──────── Provided records

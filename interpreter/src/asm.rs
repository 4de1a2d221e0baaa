//! Text form of expressions.
//!
//! One operation per line, `#` starts a comment and a line holding only
//! `---` starts the next source. Numbers are decimal or `0x` hex.
//!
//! ```text
//! push 10          # allocate a constant and load it
//! context 0 1      # row, column
//! less_than
//! ensure 7
//! ---
//! dup 0
//! add 2
//! ```
//!
//! `zipmap` takes `source inputs iterations`, `call` takes
//! `function inputs outputs`, every other opcode takes an optional plain
//! operand. `raw <opcode> <operand>` emits an operation by id, and
//! `const <value>` appends a value to the constant pool without emitting an
//! operation, so `constant <index>` can address it.

use alloc::{
	format,
	string::{String, ToString},
	vec::Vec,
};
use core::fmt;

use primitive_types::U256;

use crate::{
	expression::{Expression, Op},
	opcode::{Opcode, Operand},
};

/// Assembler error, naming the 1-based line it occurred on.
#[derive(Clone, Debug, Eq, PartialEq)]
pub struct AsmError {
	/// Line number, starting at 1.
	pub line: usize,
	/// What went wrong.
	pub kind: AsmErrorKind,
}

/// Kind of assembler error.
#[derive(Clone, Debug, Eq, PartialEq)]
pub enum AsmErrorKind {
	/// Mnemonic does not name an opcode.
	UnknownOpcode(String),
	/// Token is not a number, or does not fit its slot.
	InvalidNumber(String),
	/// Wrong number of operands for the mnemonic.
	OperandCount {
		/// Operands the mnemonic takes.
		expected: usize,
		/// Operands given.
		found: usize,
	},
	/// A packed operand field does not fit.
	OperandOutOfRange,
	/// More constants than a `CONSTANT` operand can address.
	TooManyConstants,
}

#[cfg(feature = "std")]
impl std::error::Error for AsmError {}

impl fmt::Display for AsmError {
	fn fmt(&self, f: &mut fmt::Formatter<'_>) -> fmt::Result {
		write!(f, "line {}: ", self.line)?;
		match &self.kind {
			AsmErrorKind::UnknownOpcode(name) => write!(f, "unknown opcode `{}`", name),
			AsmErrorKind::InvalidNumber(token) => write!(f, "invalid number `{}`", token),
			AsmErrorKind::OperandCount { expected, found } => {
				write!(f, "expected {} operands, found {}", expected, found)
			}
			AsmErrorKind::OperandOutOfRange => write!(f, "operand out of range"),
			AsmErrorKind::TooManyConstants => write!(f, "too many constants"),
		}
	}
}

fn parse_u256(token: &str) -> Result<U256, AsmErrorKind> {
	let parsed = match token.strip_prefix("0x") {
		Some(hex) => U256::from_str_radix(hex, 16).ok(),
		None => U256::from_dec_str(token).ok(),
	};
	parsed.ok_or_else(|| AsmErrorKind::InvalidNumber(token.to_string()))
}

fn parse_usize(token: &str) -> Result<usize, AsmErrorKind> {
	let parsed = match token.strip_prefix("0x") {
		Some(hex) => usize::from_str_radix(hex, 16).ok(),
		None => token.parse().ok(),
	};
	parsed.ok_or_else(|| AsmErrorKind::InvalidNumber(token.to_string()))
}

fn parse_u16(token: &str) -> Result<u16, AsmErrorKind> {
	u16::try_from(parse_usize(token)?).map_err(|_| AsmErrorKind::InvalidNumber(token.to_string()))
}

fn parse_u8(token: &str) -> Result<u8, AsmErrorKind> {
	u8::try_from(parse_usize(token)?).map_err(|_| AsmErrorKind::InvalidNumber(token.to_string()))
}

fn expect_operands(args: &[&str], expected: usize) -> Result<(), AsmErrorKind> {
	if args.len() != expected {
		return Err(AsmErrorKind::OperandCount {
			expected,
			found: args.len(),
		});
	}
	Ok(())
}

#[derive(Default)]
struct Assembler {
	sources: Vec<Vec<u8>>,
	current: Vec<u8>,
	constants: Vec<U256>,
}

impl Assembler {
	fn emit(&mut self, op: Op) {
		self.current.extend_from_slice(&op.encode());
	}

	fn constant(&mut self, value: U256) -> Result<u16, AsmErrorKind> {
		if let Some(index) = self.constants.iter().position(|c| *c == value) {
			return u16::try_from(index).map_err(|_| AsmErrorKind::TooManyConstants);
		}
		let index = u16::try_from(self.constants.len()).map_err(|_| AsmErrorKind::TooManyConstants)?;
		self.constants.push(value);
		Ok(index)
	}

	fn line(&mut self, mnemonic: &str, args: &[&str]) -> Result<(), AsmErrorKind> {
		if mnemonic.eq_ignore_ascii_case("push") {
			expect_operands(args, 1)?;
			let index = self.constant(parse_u256(args[0])?)?;
			self.emit(Op::new(Opcode::CONSTANT, index));
			return Ok(());
		}
		if mnemonic.eq_ignore_ascii_case("const") {
			expect_operands(args, 1)?;
			if self.constants.len() > u16::MAX as usize {
				return Err(AsmErrorKind::TooManyConstants);
			}
			self.constants.push(parse_u256(args[0])?);
			return Ok(());
		}
		if mnemonic.eq_ignore_ascii_case("raw") {
			expect_operands(args, 2)?;
			self.emit(Op::new(Opcode(parse_u8(args[0])?), parse_u16(args[1])?));
			return Ok(());
		}

		let opcode = Opcode::from_name(mnemonic)
			.ok_or_else(|| AsmErrorKind::UnknownOpcode(mnemonic.to_string()))?;
		let operand = match opcode {
			Opcode::CONTEXT => {
				expect_operands(args, 2)?;
				Operand::from_context(parse_u8(args[0])?, parse_u8(args[1])?)
			}
			Opcode::ZIPMAP => {
				expect_operands(args, 3)?;
				Operand::from_zipmap(
					parse_usize(args[0])?,
					parse_usize(args[1])?,
					parse_usize(args[2])?,
				)
				.ok_or(AsmErrorKind::OperandOutOfRange)?
			}
			Opcode::CALL => {
				expect_operands(args, 3)?;
				Operand::from_call(
					parse_usize(args[0])?,
					parse_usize(args[1])?,
					parse_usize(args[2])?,
				)
				.ok_or(AsmErrorKind::OperandOutOfRange)?
			}
			_ => match args {
				[] => Operand(0),
				[operand] => Operand(parse_u16(operand)?),
				_ => {
					return Err(AsmErrorKind::OperandCount {
						expected: 1,
						found: args.len(),
					})
				}
			},
		};
		self.emit(Op { opcode, operand });
		Ok(())
	}

	fn finish_source(&mut self) {
		self.sources.push(core::mem::take(&mut self.current));
	}
}

/// Assemble expression text.
pub fn assemble(text: &str) -> Result<Expression, AsmError> {
	let mut assembler = Assembler::default();

	for (index, raw) in text.lines().enumerate() {
		let line = raw.split('#').next().unwrap_or("").trim();
		if line.is_empty() {
			continue;
		}
		if line == "---" {
			assembler.finish_source();
			continue;
		}

		let mut tokens = line.split_whitespace();
		let mnemonic = tokens.next().unwrap_or("");
		let args: Vec<&str> = tokens.collect();
		assembler
			.line(mnemonic, &args)
			.map_err(|kind| AsmError {
				line: index + 1,
				kind,
			})?;
	}
	assembler.finish_source();

	Ok(Expression::new(assembler.sources, assembler.constants))
}

/// Render an expression as text that assembles back to the same expression.
/// The pool is written as leading `const` lines and loads as
/// `constant <index>`, so pool order and duplicates are kept.
#[must_use]
pub fn disassemble(expression: &Expression) -> String {
	let mut out = String::new();
	for (index, constant) in expression.constants.iter().enumerate() {
		out.push_str(&format!("const 0x{:x}    # {}\n", constant, index));
	}

	for index in 0..expression.sources.len() {
		if index > 0 {
			out.push_str("---\n");
		}
		for (_, op) in expression.ops(index) {
			let line = match (op.opcode, op.opcode.name()) {
				(Opcode::CONTEXT, _) => {
					let (row, column) = op.operand.context();
					format!("context {} {}", row, column)
				}
				(Opcode::ZIPMAP, _) => {
					let zipmap = op.operand.zipmap();
					format!(
						"zipmap {} {} {}",
						zipmap.source, zipmap.inputs, zipmap.iterations
					)
				}
				(Opcode::CALL, _) => {
					let call = op.operand.call();
					format!("call {} {} {}", call.function, call.inputs, call.outputs)
				}
				(_, Some(name)) if op.operand.0 == 0 => name.to_string(),
				(_, Some(name)) => format!("{} {}", name, op.operand.0),
				(opcode, None) => format!("raw 0x{:02x} 0x{:04x}", opcode.0, op.operand.0),
			};
			out.push_str(&line);
			out.push('\n');
		}
	}
	out
}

────────────────

**Work instructions**
List, from the entries above, every line in which the word "Result" shows up.

**Reply to the exercise**
	fn fmt(&self, f: &mut fmt::Formatter<'_>) -> fmt::Result {
fn parse_u256(token: &str) -> Result<U256, AsmErrorKind> {
fn parse_usize(token: &str) -> Result<usize, AsmErrorKind> {
fn parse_u16(token: &str) -> Result<u16, AsmErrorKind> {
fn parse_u8(token: &str) -> Result<u8, AsmErrorKind> {
fn expect_operands(args: &[&str], expected: usize) -> Result<(), AsmErrorKind> {
	fn constant(&mut self, value: U256) -> Result<u16, AsmErrorKind> {
	fn line(&mut self, mnemonic: &str, args: &[&str]) -> Result<(), AsmErrorKind> {
pub fn assemble(text: &str) -> Result<Expression, AsmError> {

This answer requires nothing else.